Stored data
▬▬▬▬▬▬

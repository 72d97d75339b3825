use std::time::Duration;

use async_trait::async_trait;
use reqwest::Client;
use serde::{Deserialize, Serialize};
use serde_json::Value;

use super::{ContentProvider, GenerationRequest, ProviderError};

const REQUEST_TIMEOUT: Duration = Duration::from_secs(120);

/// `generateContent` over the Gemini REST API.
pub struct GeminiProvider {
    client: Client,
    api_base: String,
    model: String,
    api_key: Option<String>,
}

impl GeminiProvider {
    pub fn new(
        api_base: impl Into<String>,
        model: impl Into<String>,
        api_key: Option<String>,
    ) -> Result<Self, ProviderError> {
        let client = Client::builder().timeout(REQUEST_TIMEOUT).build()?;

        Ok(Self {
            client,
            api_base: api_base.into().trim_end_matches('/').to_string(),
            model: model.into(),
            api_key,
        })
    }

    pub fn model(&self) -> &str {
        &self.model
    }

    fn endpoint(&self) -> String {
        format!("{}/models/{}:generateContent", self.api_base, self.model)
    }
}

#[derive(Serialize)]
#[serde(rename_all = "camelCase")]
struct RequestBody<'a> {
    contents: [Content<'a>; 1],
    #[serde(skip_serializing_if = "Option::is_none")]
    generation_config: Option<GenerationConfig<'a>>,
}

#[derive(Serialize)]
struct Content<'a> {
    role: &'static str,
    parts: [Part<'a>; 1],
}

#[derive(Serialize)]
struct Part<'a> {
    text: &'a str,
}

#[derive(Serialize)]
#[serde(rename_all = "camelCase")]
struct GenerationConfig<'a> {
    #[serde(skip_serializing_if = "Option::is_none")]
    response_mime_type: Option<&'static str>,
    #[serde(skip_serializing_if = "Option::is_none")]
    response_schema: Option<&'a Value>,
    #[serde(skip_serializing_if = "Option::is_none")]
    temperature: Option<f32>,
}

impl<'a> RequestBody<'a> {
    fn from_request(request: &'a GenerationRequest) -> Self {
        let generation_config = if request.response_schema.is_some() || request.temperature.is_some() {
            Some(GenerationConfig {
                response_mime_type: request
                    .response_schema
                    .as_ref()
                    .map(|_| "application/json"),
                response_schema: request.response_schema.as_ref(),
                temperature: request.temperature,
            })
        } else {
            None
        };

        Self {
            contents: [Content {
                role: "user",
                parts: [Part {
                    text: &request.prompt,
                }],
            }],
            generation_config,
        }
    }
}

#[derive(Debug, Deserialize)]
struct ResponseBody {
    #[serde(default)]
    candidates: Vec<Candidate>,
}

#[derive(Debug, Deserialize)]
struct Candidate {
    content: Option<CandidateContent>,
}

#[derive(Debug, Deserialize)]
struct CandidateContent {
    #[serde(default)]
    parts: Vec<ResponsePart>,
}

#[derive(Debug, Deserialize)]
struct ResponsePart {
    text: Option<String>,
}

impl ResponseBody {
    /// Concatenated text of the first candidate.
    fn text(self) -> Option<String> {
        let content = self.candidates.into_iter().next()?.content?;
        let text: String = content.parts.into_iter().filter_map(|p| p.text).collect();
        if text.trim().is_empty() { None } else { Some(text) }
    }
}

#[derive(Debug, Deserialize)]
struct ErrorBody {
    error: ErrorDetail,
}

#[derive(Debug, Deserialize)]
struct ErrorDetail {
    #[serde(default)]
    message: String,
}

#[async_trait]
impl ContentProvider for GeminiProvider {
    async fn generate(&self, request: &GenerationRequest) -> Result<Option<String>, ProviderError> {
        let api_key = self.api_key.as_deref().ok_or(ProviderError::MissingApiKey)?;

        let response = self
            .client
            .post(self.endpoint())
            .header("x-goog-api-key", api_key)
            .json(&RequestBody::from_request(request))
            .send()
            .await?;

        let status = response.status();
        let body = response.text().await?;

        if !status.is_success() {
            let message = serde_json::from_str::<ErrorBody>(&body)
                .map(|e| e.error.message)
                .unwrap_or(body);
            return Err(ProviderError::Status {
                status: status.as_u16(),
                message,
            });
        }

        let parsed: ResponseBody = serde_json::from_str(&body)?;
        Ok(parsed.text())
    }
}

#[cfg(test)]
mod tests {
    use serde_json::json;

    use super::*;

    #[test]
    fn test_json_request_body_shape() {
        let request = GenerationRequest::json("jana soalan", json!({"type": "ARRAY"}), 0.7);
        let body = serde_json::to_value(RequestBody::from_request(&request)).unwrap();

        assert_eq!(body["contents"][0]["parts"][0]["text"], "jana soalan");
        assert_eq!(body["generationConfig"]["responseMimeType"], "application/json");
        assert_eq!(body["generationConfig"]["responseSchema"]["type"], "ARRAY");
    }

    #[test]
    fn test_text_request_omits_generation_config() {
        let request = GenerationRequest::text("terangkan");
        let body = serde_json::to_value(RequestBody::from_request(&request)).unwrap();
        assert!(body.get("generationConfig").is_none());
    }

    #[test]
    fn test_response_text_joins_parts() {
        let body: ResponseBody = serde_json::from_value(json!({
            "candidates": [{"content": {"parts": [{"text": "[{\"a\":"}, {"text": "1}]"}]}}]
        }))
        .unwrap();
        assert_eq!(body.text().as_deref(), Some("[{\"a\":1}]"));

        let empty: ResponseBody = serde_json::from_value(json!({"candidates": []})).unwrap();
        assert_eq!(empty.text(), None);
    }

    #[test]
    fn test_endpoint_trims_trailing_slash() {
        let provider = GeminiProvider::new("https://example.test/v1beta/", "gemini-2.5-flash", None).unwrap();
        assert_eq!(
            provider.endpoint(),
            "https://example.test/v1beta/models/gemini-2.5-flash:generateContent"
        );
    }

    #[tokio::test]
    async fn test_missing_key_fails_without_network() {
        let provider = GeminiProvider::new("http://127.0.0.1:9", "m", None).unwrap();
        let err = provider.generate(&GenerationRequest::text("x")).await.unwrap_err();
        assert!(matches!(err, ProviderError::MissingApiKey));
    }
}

▬▬▬▬▬▬

** WORK TO BE COMPLETED **
Each record is to be repeated word for word, with none skipped.

** RESPONSE **
repository 72d97d75339b3825
use std::time::Duration;

use async_trait::async_trait;
use reqwest::Client;
use serde::{Deserialize, Serialize};
use serde_json::Value;

use super::{ContentProvider, GenerationRequest, ProviderError};

const REQUEST_TIMEOUT: Duration = Duration::from_secs(120);

/// `generateContent` over the Gemini REST API.
pub struct GeminiProvider {
    client: Client,
    api_base: String,
    model: String,
    api_key: Option<String>,
}

impl GeminiProvider {
    pub fn new(
        api_base: impl Into<String>,
        model: impl Into<String>,
        api_key: Option<String>,
    ) -> Result<Self, ProviderError> {
        let client = Client::builder().timeout(REQUEST_TIMEOUT).build()?;

        Ok(Self {
            client,
            api_base: api_base.into().trim_end_matches('/').to_string(),
            model: model.into(),
            api_key,
        })
    }

    pub fn model(&self) -> &str {
        &self.model
    }

    fn endpoint(&self) -> String {
        format!("{}/models/{}:generateContent", self.api_base, self.model)
    }
}

#[derive(Serialize)]
#[serde(rename_all = "camelCase")]
struct RequestBody<'a> {
    contents: [Content<'a>; 1],
    #[serde(skip_serializing_if = "Option::is_none")]
    generation_config: Option<GenerationConfig<'a>>,
}

#[derive(Serialize)]
struct Content<'a> {
    role: &'static str,
    parts: [Part<'a>; 1],
}

#[derive(Serialize)]
struct Part<'a> {
    text: &'a str,
}

#[derive(Serialize)]
#[serde(rename_all = "camelCase")]
struct GenerationConfig<'a> {
    #[serde(skip_serializing_if = "Option::is_none")]
    response_mime_type: Option<&'static str>,
    #[serde(skip_serializing_if = "Option::is_none")]
    response_schema: Option<&'a Value>,
    #[serde(skip_serializing_if = "Option::is_none")]
    temperature: Option<f32>,
}

impl<'a> RequestBody<'a> {
    fn from_request(request: &'a GenerationRequest) -> Self {
        let generation_config = if request.response_schema.is_some() || request.temperature.is_some() {
            Some(GenerationConfig {
                response_mime_type: request
                    .response_schema
                    .as_ref()
                    .map(|_| "application/json"),
                response_schema: request.response_schema.as_ref(),
                temperature: request.temperature,
            })
        } else {
            None
        };

        Self {
            contents: [Content {
                role: "user",
                parts: [Part {
                    text: &request.prompt,
                }],
            }],
            generation_config,
        }
    }
}

#[derive(Debug, Deserialize)]
struct ResponseBody {
    #[serde(default)]
    candidates: Vec<Candidate>,
}

#[derive(Debug, Deserialize)]
struct Candidate {
    content: Option<CandidateContent>,
}

#[derive(Debug, Deserialize)]
struct CandidateContent {
    #[serde(default)]
    parts: Vec<ResponsePart>,
}

#[derive(Debug, Deserialize)]
struct ResponsePart {
    text: Option<String>,
}

impl ResponseBody {
    /// Concatenated text of the first candidate.
    fn text(self) -> Option<String> {
        let content = self.candidates.into_iter().next()?.content?;
        let text: String = content.parts.into_iter().filter_map(|p| p.text).collect();
        if text.trim().is_empty() { None } else { Some(text) }
    }
}

#[derive(Debug, Deserialize)]
struct ErrorBody {
    error: ErrorDetail,
}

#[derive(Debug, Deserialize)]
struct ErrorDetail {
    #[serde(default)]
    message: String,
}

#[async_trait]
impl ContentProvider for GeminiProvider {
    async fn generate(&self, request: &GenerationRequest) -> Result<Option<String>, ProviderError> {
        let api_key = self.api_key.as_deref().ok_or(ProviderError::MissingApiKey)?;

        let response = self
            .client
            .post(self.endpoint())
            .header("x-goog-api-key", api_key)
            .json(&RequestBody::from_request(request))
            .send()
            .await?;

        let status = response.status();
        let body = response.text().await?;

        if !status.is_success() {
            let message = serde_json::from_str::<ErrorBody>(&body)
                .map(|e| e.error.message)
                .unwrap_or(body);
            return Err(ProviderError::Status {
                status: status.as_u16(),
                message,
            });
        }

        let parsed: ResponseBody = serde_json::from_str(&body)?;
        Ok(parsed.text())
    }
}

#[cfg(test)]
mod tests {
    use serde_json::json;

    use super::*;

    #[test]
    fn test_json_request_body_shape() {
        let request = GenerationRequest::json("jana soalan", json!({"type": "ARRAY"}), 0.7);
        let body = serde_json::to_value(RequestBody::from_request(&request)).unwrap();

        assert_eq!(body["contents"][0]["parts"][0]["text"], "jana soalan");
        assert_eq!(body["generationConfig"]["responseMimeType"], "application/json");
        assert_eq!(body["generationConfig"]["responseSchema"]["type"], "ARRAY");
    }

    #[test]
    fn test_text_request_omits_generation_config() {
        let request = GenerationRequest::text("terangkan");
        let body = serde_json::to_value(RequestBody::from_request(&request)).unwrap();
        assert!(body.get("generationConfig").is_none());
    }

    #[test]
    fn test_response_text_joins_parts() {
        let body: ResponseBody = serde_json::from_value(json!({
            "candidates": [{"content": {"parts": [{"text": "[{\"a\":"}, {"text": "1}]"}]}}]
        }))
        .unwrap();
        assert_eq!(body.text().as_deref(), Some("[{\"a\":1}]"));

        let empty: ResponseBody = serde_json::from_value(json!({"candidates": []})).unwrap();
        assert_eq!(empty.text(), None);
    }

    #[test]
    fn test_endpoint_trims_trailing_slash() {
        let provider = GeminiProvider::new("https://example.test/v1beta/", "gemini-2.5-flash", None).unwrap();
        assert_eq!(
            provider.endpoint(),
            "https://example.test/v1beta/models/gemini-2.5-flash:generateContent"
        );
    }

    #[tokio::test]
    async fn test_missing_key_fails_without_network() {
        let provider = GeminiProvider::new("http://127.0.0.1:9", "m", None).unwrap();
        let err = provider.generate(&GenerationRequest::text("x")).await.unwrap_err();
        assert!(matches!(err, ProviderError::MissingApiKey));
    }
}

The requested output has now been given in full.